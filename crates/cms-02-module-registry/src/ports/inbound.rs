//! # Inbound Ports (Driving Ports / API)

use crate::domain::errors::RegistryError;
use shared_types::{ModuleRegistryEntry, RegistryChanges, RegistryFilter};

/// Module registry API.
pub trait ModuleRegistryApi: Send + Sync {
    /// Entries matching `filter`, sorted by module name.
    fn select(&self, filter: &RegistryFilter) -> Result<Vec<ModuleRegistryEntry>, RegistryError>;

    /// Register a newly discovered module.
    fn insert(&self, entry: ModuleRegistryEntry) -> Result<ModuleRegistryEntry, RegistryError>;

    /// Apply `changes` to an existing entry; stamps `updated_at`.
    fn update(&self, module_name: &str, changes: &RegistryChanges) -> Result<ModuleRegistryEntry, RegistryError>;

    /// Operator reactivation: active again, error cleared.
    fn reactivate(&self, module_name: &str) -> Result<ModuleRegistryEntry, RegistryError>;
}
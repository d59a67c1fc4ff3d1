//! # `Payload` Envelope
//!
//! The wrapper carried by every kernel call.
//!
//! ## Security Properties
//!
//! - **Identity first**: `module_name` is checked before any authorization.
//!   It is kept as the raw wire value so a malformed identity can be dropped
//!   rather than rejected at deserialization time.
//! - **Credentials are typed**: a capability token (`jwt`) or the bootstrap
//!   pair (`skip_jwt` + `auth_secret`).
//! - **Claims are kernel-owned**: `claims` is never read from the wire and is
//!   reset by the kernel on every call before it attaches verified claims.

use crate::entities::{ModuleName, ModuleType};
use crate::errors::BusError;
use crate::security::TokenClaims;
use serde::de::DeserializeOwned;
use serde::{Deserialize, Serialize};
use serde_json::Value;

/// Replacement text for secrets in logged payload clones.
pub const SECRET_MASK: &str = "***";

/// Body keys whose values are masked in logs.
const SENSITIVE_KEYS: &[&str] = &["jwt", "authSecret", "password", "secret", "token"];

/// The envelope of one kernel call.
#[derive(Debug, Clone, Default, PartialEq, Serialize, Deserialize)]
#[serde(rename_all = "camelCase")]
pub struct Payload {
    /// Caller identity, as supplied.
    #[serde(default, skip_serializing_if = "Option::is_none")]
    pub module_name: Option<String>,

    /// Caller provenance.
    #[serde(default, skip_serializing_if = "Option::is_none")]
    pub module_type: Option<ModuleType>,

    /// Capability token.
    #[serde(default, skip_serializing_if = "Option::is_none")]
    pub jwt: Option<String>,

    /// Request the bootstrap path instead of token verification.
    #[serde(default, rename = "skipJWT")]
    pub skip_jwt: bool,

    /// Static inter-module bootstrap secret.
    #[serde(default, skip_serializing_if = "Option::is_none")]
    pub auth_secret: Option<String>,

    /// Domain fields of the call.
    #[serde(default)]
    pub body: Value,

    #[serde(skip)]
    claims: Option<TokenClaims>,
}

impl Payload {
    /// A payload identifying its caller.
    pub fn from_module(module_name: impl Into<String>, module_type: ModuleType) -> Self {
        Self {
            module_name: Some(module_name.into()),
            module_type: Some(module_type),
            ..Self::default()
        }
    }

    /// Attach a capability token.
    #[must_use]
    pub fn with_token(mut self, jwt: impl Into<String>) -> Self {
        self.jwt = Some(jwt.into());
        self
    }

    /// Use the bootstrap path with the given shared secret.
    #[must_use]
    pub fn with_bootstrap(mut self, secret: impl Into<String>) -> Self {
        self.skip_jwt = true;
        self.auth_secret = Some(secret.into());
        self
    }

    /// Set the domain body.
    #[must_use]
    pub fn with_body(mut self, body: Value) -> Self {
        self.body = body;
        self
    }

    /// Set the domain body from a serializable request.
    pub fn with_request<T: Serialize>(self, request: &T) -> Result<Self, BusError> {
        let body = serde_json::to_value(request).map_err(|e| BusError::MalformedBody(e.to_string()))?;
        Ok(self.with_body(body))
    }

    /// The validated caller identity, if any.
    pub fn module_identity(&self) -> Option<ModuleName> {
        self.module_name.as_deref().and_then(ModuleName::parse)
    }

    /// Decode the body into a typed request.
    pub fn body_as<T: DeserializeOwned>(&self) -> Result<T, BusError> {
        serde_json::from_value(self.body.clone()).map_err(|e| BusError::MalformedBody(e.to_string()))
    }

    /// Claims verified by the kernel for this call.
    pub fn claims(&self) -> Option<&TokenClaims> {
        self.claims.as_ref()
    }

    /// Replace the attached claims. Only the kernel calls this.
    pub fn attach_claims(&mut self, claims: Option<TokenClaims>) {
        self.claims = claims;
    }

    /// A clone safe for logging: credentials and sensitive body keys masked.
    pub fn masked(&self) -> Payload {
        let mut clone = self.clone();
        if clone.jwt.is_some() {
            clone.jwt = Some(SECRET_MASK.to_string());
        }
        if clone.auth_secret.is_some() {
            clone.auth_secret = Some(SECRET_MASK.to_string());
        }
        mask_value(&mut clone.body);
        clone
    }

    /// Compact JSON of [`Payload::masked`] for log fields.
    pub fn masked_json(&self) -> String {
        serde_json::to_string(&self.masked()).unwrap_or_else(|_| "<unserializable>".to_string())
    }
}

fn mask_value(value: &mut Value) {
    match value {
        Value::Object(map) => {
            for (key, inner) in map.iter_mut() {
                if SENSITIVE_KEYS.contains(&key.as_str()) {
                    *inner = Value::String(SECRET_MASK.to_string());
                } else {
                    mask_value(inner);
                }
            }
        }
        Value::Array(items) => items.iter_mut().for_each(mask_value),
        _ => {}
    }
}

☆ ☆ ☆ ☆ ☆

● **Your instructions**: Every entry must be printed again, exactly as it reads.

● **Reply**:
filename crates/cms-02-module-registry/src/ports/inbound.rs
//! # Inbound Ports (Driving Ports / API)

use crate::domain::errors::RegistryError;
use shared_types::{ModuleRegistryEntry, RegistryChanges, RegistryFilter};

/// Module registry API.
pub trait ModuleRegistryApi: Send + Sync {
    /// Entries matching `filter`, sorted by module name.
    fn select(&self, filter: &RegistryFilter) -> Result<Vec<ModuleRegistryEntry>, RegistryError>;

    /// Register a newly discovered module.
    fn insert(&self, entry: ModuleRegistryEntry) -> Result<ModuleRegistryEntry, RegistryError>;

    /// Apply `changes` to an existing entry; stamps `updated_at`.
    fn update(&self, module_name: &str, changes: &RegistryChanges) -> Result<ModuleRegistryEntry, RegistryError>;

    /// Operator reactivation: active again, error cleared.
    fn reactivate(&self, module_name: &str) -> Result<ModuleRegistryEntry, RegistryError>;
}
repository d59a67c1fc4ff3d1
//! # `Payload` Envelope
//!
//! The wrapper carried by every kernel call.
//!
//! ## Security Properties
//!
//! - **Identity first**: `module_name` is checked before any authorization.
//!   It is kept as the raw wire value so a malformed identity can be dropped
//!   rather than rejected at deserialization time.
//! - **Credentials are typed**: a capability token (`jwt`) or the bootstrap
//!   pair (`skip_jwt` + `auth_secret`).
//! - **Claims are kernel-owned**: `claims` is never read from the wire and is
//!   reset by the kernel on every call before it attaches verified claims.

use crate::entities::{ModuleName, ModuleType};
use crate::errors::BusError;
use crate::security::TokenClaims;
use serde::de::DeserializeOwned;
use serde::{Deserialize, Serialize};
use serde_json::Value;

/// Replacement text for secrets in logged payload clones.
pub const SECRET_MASK: &str = "***";

/// Body keys whose values are masked in logs.
const SENSITIVE_KEYS: &[&str] = &["jwt", "authSecret", "password", "secret", "token"];

/// The envelope of one kernel call.
#[derive(Debug, Clone, Default, PartialEq, Serialize, Deserialize)]
#[serde(rename_all = "camelCase")]
pub struct Payload {
    /// Caller identity, as supplied.
    #[serde(default, skip_serializing_if = "Option::is_none")]
    pub module_name: Option<String>,

    /// Caller provenance.
    #[serde(default, skip_serializing_if = "Option::is_none")]
    pub module_type: Option<ModuleType>,

    /// Capability token.
    #[serde(default, skip_serializing_if = "Option::is_none")]
    pub jwt: Option<String>,

    /// Request the bootstrap path instead of token verification.
    #[serde(default, rename = "skipJWT")]
    pub skip_jwt: bool,

    /// Static inter-module bootstrap secret.
    #[serde(default, skip_serializing_if = "Option::is_none")]
    pub auth_secret: Option<String>,

    /// Domain fields of the call.
    #[serde(default)]
    pub body: Value,

    #[serde(skip)]
    claims: Option<TokenClaims>,
}

impl Payload {
    /// A payload identifying its caller.
    pub fn from_module(module_name: impl Into<String>, module_type: ModuleType) -> Self {
        Self {
            module_name: Some(module_name.into()),
            module_type: Some(module_type),
            ..Self::default()
        }
    }

    /// Attach a capability token.
    #[must_use]
    pub fn with_token(mut self, jwt: impl Into<String>) -> Self {
        self.jwt = Some(jwt.into());
        self
    }

    /// Use the bootstrap path with the given shared secret.
    #[must_use]
    pub fn with_bootstrap(mut self, secret: impl Into<String>) -> Self {
        self.skip_jwt = true;
        self.auth_secret = Some(secret.into());
        self
    }

    /// Set the domain body.
    #[must_use]
    pub fn with_body(mut self, body: Value) -> Self {
        self.body = body;
        self
    }

    /// Set the domain body from a serializable request.
    pub fn with_request<T: Serialize>(self, request: &T) -> Result<Self, BusError> {
        let body = serde_json::to_value(request).map_err(|e| BusError::MalformedBody(e.to_string()))?;
        Ok(self.with_body(body))
    }

    /// The validated caller identity, if any.
    pub fn module_identity(&self) -> Option<ModuleName> {
        self.module_name.as_deref().and_then(ModuleName::parse)
    }

    /// Decode the body into a typed request.
    pub fn body_as<T: DeserializeOwned>(&self) -> Result<T, BusError> {
        serde_json::from_value(self.body.clone()).map_err(|e| BusError::MalformedBody(e.to_string()))
    }

    /// Claims verified by the kernel for this call.
    pub fn claims(&self) -> Option<&TokenClaims> {
        self.claims.as_ref()
    }

    /// Replace the attached claims. Only the kernel calls this.
    pub fn attach_claims(&mut self, claims: Option<TokenClaims>) {
        self.claims = claims;
    }

    /// A clone safe for logging: credentials and sensitive body keys masked.
    pub fn masked(&self) -> Payload {
        let mut clone = self.clone();
        if clone.jwt.is_some() {
            clone.jwt = Some(SECRET_MASK.to_string());
        }
        if clone.auth_secret.is_some() {
            clone.auth_secret = Some(SECRET_MASK.to_string());
        }
        mask_value(&mut clone.body);
        clone
    }

    /// Compact JSON of [`Payload::masked`] for log fields.
    pub fn masked_json(&self) -> String {
        serde_json::to_string(&self.masked()).unwrap_or_else(|_| "<unserializable>".to_string())
    }
}

fn mask_value(value: &mut Value) {
    match value {
        Value::Object(map) => {
            for (key, inner) in map.iter_mut() {
                if SENSITIVE_KEYS.contains(&key.as_str()) {
                    *inner = Value::String(SECRET_MASK.to_string());
                } else {
                    mask_value(inner);
                }
            }
        }
        Value::Array(items) => items.iter_mut().for_each(mask_value),
        _ => {}
    }
}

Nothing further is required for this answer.